Exercise: Before anything else, copy every record below exactly as it stands.

Source information:
+ + + + + + +

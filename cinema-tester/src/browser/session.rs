use std::time::Duration;
use thirtyfour::prelude::*;

#[derive(Debug, Clone, Copy, PartialEq, Eq, clap::ValueEnum)]
pub enum BrowserKind {
    Chrome,
    Edge,
    Firefox,
    Safari,
}

impl BrowserKind {
    pub fn parse(name: &str) -> Option<Self> {
        match name.trim().to_ascii_lowercase().as_str() {
            "chrome" => Some(Self::Chrome),
            "edge" => Some(Self::Edge),
            "firefox" => Some(Self::Firefox),
            "safari" => Some(Self::Safari),
            _ => None,
        }
    }

    pub const fn label(self) -> &'static str {
        match self {
            Self::Chrome => "chrome",
            Self::Edge => "edge",
            Self::Firefox => "firefox",
            Self::Safari => "safari",
        }
    }

    /// Where the matching local driver listens by default.
    const fn local_driver(self) -> &'static str {
        match self {
            Self::Chrome => "http://localhost:9515",
            Self::Edge => "http://localhost:17556",
            Self::Firefox => "http://localhost:4444",
            Self::Safari => "http://localhost:4445",
        }
    }
}

#[derive(Debug, Clone)]
pub struct BrowserConfig {
    pub headless: bool,
    pub implicit_wait_secs: u64,
    pub remote_hub: Option<String>,
}

impl Default for BrowserConfig {
    fn default() -> Self {
        Self {
            headless: true,
            implicit_wait_secs: 3,
            remote_hub: None,
        }
    }
}

pub async fn new_session(kind: BrowserKind, cfg: &BrowserConfig) -> WebDriverResult<WebDriver> {
    let url = cfg.remote_hub.as_deref().unwrap_or(kind.local_driver());
    let driver = match kind {
        BrowserKind::Chrome => {
            let mut caps = DesiredCapabilities::chrome();
            if cfg.headless {
                caps.set_headless()?;
            }
            WebDriver::new(url, caps).await?
        }
        BrowserKind::Edge => {
            let mut caps = DesiredCapabilities::edge();
            if cfg.headless {
                caps.set_headless()?;
            }
            WebDriver::new(url, caps).await?
        }
        BrowserKind::Firefox => {
            let mut caps = DesiredCapabilities::firefox();
            if cfg.headless {
                caps.set_headless()?;
            }
            WebDriver::new(url, caps).await?
        }
        BrowserKind::Safari => WebDriver::new(url, DesiredCapabilities::safari()).await?,
    };

    driver
        .set_implicit_wait_timeout(Duration::from_secs(cfg.implicit_wait_secs))
        .await?;
    Ok(driver)
}

#[cfg(test)]
mod tests {
    use super::*;

    #[test]
    fn parses_known_browsers_case_insensitively() {
        assert_eq!(BrowserKind::parse("Chrome"), Some(BrowserKind::Chrome));
        assert_eq!(BrowserKind::parse(" firefox "), Some(BrowserKind::Firefox));
        assert_eq!(BrowserKind::parse("netscape"), None);
    }

    #[test]
    fn remote_hub_overrides_local_driver() {
        assert_eq!(BrowserKind::Edge.local_driver(), "http://localhost:17556");
        let cfg = BrowserConfig {
            remote_hub: Some("http://grid:4444".to_string()),
            ..BrowserConfig::default()
        };
        assert_eq!(
            cfg.remote_hub.as_deref().unwrap_or(BrowserKind::Chrome.local_driver()),
            "http://grid:4444"
        );
    }
}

+ + + + + + +

Reply to the exercise:
filename cinema-tester/src/browser/session.rs
use std::time::Duration;
use thirtyfour::prelude::*;

#[derive(Debug, Clone, Copy, PartialEq, Eq, clap::ValueEnum)]
pub enum BrowserKind {
    Chrome,
    Edge,
    Firefox,
    Safari,
}

impl BrowserKind {
    pub fn parse(name: &str) -> Option<Self> {
        match name.trim().to_ascii_lowercase().as_str() {
            "chrome" => Some(Self::Chrome),
            "edge" => Some(Self::Edge),
            "firefox" => Some(Self::Firefox),
            "safari" => Some(Self::Safari),
            _ => None,
        }
    }

    pub const fn label(self) -> &'static str {
        match self {
            Self::Chrome => "chrome",
            Self::Edge => "edge",
            Self::Firefox => "firefox",
            Self::Safari => "safari",
        }
    }

    /// Where the matching local driver listens by default.
    const fn local_driver(self) -> &'static str {
        match self {
            Self::Chrome => "http://localhost:9515",
            Self::Edge => "http://localhost:17556",
            Self::Firefox => "http://localhost:4444",
            Self::Safari => "http://localhost:4445",
        }
    }
}

#[derive(Debug, Clone)]
pub struct BrowserConfig {
    pub headless: bool,
    pub implicit_wait_secs: u64,
    pub remote_hub: Option<String>,
}

impl Default for BrowserConfig {
    fn default() -> Self {
        Self {
            headless: true,
            implicit_wait_secs: 3,
            remote_hub: None,
        }
    }
}

pub async fn new_session(kind: BrowserKind, cfg: &BrowserConfig) -> WebDriverResult<WebDriver> {
    let url = cfg.remote_hub.as_deref().unwrap_or(kind.local_driver());
    let driver = match kind {
        BrowserKind::Chrome => {
            let mut caps = DesiredCapabilities::chrome();
            if cfg.headless {
                caps.set_headless()?;
            }
            WebDriver::new(url, caps).await?
        }
        BrowserKind::Edge => {
            let mut caps = DesiredCapabilities::edge();
            if cfg.headless {
                caps.set_headless()?;
            }
            WebDriver::new(url, caps).await?
        }
        BrowserKind::Firefox => {
            let mut caps = DesiredCapabilities::firefox();
            if cfg.headless {
                caps.set_headless()?;
            }
            WebDriver::new(url, caps).await?
        }
        BrowserKind::Safari => WebDriver::new(url, DesiredCapabilities::safari()).await?,
    };

    driver
        .set_implicit_wait_timeout(Duration::from_secs(cfg.implicit_wait_secs))
        .await?;
    Ok(driver)
}

#[cfg(test)]
mod tests {
    use super::*;

    #[test]
    fn parses_known_browsers_case_insensitively() {
        assert_eq!(BrowserKind::parse("Chrome"), Some(BrowserKind::Chrome));
        assert_eq!(BrowserKind::parse(" firefox "), Some(BrowserKind::Firefox));
        assert_eq!(BrowserKind::parse("netscape"), None);
    }

    #[test]
    fn remote_hub_overrides_local_driver() {
        assert_eq!(BrowserKind::Edge.local_driver(), "http://localhost:17556");
        let cfg = BrowserConfig {
            remote_hub: Some("http://grid:4444".to_string()),
            ..BrowserConfig::default()
        };
        assert_eq!(
            cfg.remote_hub.as_deref().unwrap_or(BrowserKind::Chrome.local_driver()),
            "http://grid:4444"
        );
    }
}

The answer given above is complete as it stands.